SC: The challenges vary based on the role that the enterprise seeks to play in the manufacturing arena. For securing market leadership, the challenges will be both internal and external. Internally it will emerge in the form of building the information fabric, innovating to create smart, intelligent products and in establishing strategic capabilities including people skills and technology infrastructure. Externally, it will be in orchestrating a purpose driven ecosystem and establishing the business and operating models around it.

JR: How do you see this approach helping manufacturers now? A year from now?
In the short term, neural manufacturing enables resilient, machine first supply chains, which are imperative in an economy that remains uncertain and volatile. In turn, this allows organizations to be adaptable to any internal and external factors while working towards their end goal – which is sustainable competitive advantage. Also given that a neural manufacturing network is location-independent, this caters to the agile norm of today and creates more opportunities, rather than challenges in a world of distributed demand and supply.

As for down the road, the autonomous capabilities that come with neural manufacturing help organizations engage with smart connected products and assets in real time. Through this, organizations deeper in their journey can eliminate the interface friction phase. Even farther down the road, adaptive abilities can help manage the variabilities introduced by the move from mass, to lean, and to personalized and customized mass manufacturing. This allows manufacturers to adjust to anomalies that come with a personalized process and allows organizations to engage in B2B2C business models where both customer and consumer are taken into consideration.

JR: What are your general perceptions on the current health of U.S. manufacturing?

SC: In a recent TCS global survey, manufacturing firms globally were cautious in their outlook for the industry recovery, as 40 percent of the companies expect the recovery to take hold only in the next 2-5 years. Despite the short-term setback, we feel the industry is well positioned for the future. Most strategic R&D and capex investments by companies were intact during the pandemic.
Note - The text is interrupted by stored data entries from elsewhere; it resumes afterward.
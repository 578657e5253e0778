//! # tether-approval
//!
//! Human-in-the-loop approval for tool execution: a queue of pending
//! decisions, a per-session whitelist that auto-approves repeated identical
//! requests, and a WAL-backed record log with retention GC.

pub mod gc;
pub mod log;
pub mod queue;
pub mod record;
pub mod whitelist;

pub use gc::{GcCallback, GcConfig, GcStats, GcStatus};
pub use log::RecordLog;
pub use queue::Queue;
pub use record::{new_record_id, ApprovalRecord, Decision, Filter, MemoryStore, Store};
pub use whitelist::{hash_params, Whitelist, WhitelistEntry};
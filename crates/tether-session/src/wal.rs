use std::collections::HashMap;
use std::path::{Path, PathBuf};

use parking_lot::RwLock;

use tether_core::{Result, TetherError};
use tether_wal::{Entry, Position, Wal, WalOptions};

use crate::channel::{Channel, Cursors};

/// Channel-segmented WAL: three independent logs under one root, isolating
/// progress, control, and monitor traffic with independent position spaces.
pub struct ChannelWal {
    root: PathBuf,
    logs: HashMap<Channel, Wal>,
    latest: RwLock<Cursors>,
}

impl ChannelWal {
    /// Open a channel-separated WAL hierarchy rooted at `dir`.
    pub fn open(dir: impl AsRef<Path>, opts: WalOptions) -> Result<Self> {
        let root = dir.as_ref().to_path_buf();
        if root.as_os_str().is_empty() {
            return Err(TetherError::InvalidRequest("wal root is empty".into()));
        }
        std::fs::create_dir_all(&root)?;
        let mut logs = HashMap::with_capacity(Channel::ALL.len());
        let mut latest = Cursors::new();
        for ch in Channel::ALL {
            let log = Wal::open(root.join(ch.as_str()), opts.clone())?;
            let last = log.next_position() - 1;
            if last >= 0 {
                latest.insert(ch, last);
            }
            logs.insert(ch, log);
        }
        Ok(Self {
            root,
            logs,
            latest: RwLock::new(latest),
        })
    }

    pub fn root(&self) -> &Path {
        &self.root
    }

    /// Append to the channel's log and track its cursor.
    pub fn append(&self, ch: Channel, entry_type: &str, data: &[u8]) -> Result<Position> {
        let pos = self.log(ch)?.append(entry_type, data)?;
        self.latest.write().insert(ch, pos);
        Ok(pos)
    }

    pub fn sync(&self, ch: Channel) -> Result<()> {
        self.log(ch)?.sync()
    }

    pub fn fsync(&self, ch: Channel) -> Result<()> {
        self.log(ch)?.fsync()
    }

    /// Stream channel entries starting at `from` (inclusive).
    pub fn read_since<F>(&self, ch: Channel, from: Position, f: F) -> Result<()>
    where
        F: FnMut(Entry) -> Result<()>,
    {
        self.log(ch)?.read_since(from, f)
    }

    pub fn replay<F>(&self, ch: Channel, f: F) -> Result<()>
    where
        F: FnMut(Entry) -> Result<()>,
    {
        self.log(ch)?.replay(f)
    }

    /// Remove channel entries below `before`.
    pub fn truncate(&self, ch: Channel, before: Position) -> Result<()> {
        self.log(ch)?.truncate(before)
    }

    /// Force a segment rotation on the channel's log.
    pub fn rotate(&self, ch: Channel) -> Result<()> {
        self.log(ch)?.rotate()
    }

    /// First retained position for the channel.
    pub fn first_position(&self, ch: Channel) -> Result<Position> {
        Ok(self.log(ch)?.first_position())
    }

    /// Position the next append to the channel will receive.
    pub fn next_position(&self, ch: Channel) -> Result<Position> {
        Ok(self.log(ch)?.next_position())
    }

    /// Latest known cursors across all channels.
    pub fn snapshot(&self) -> Cursors {
        self.latest.read().clone()
    }

    pub fn close(&self) -> Result<()> {
        let mut first_err = None;
        for log in self.logs.values() {
            if let Err(e) = log.close() {
                first_err.get_or_insert(e);
            }
        }
        match first_err {
            Some(e) => Err(e),
            None => Ok(()),
        }
    }

    fn log(&self, ch: Channel) -> Result<&Wal> {
        self.logs
            .get(&ch)
            .ok_or_else(|| TetherError::InvalidRequest(format!("unknown wal channel {ch}")))
    }
}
U.S. manufacturing recovery is underway as indicated by the increase in capacity utilization to around 70 percent, closer to the 75 percent utilization levels prior to the pandemic-related shutdowns. Recent manufacturing PMI also indicates a steady pace of manufacturing expansion after rebounding from lockdowns.

In general, the convergence of technologies is giving rise to new economic models, funded by both existing enterprises as well as venture capital. These new sources of competitive advantage put the U.S. in a healthy position to drive growth, given its strong background of technology-led innovation, especially digital technologies, driven by a strong start-up ecosystem.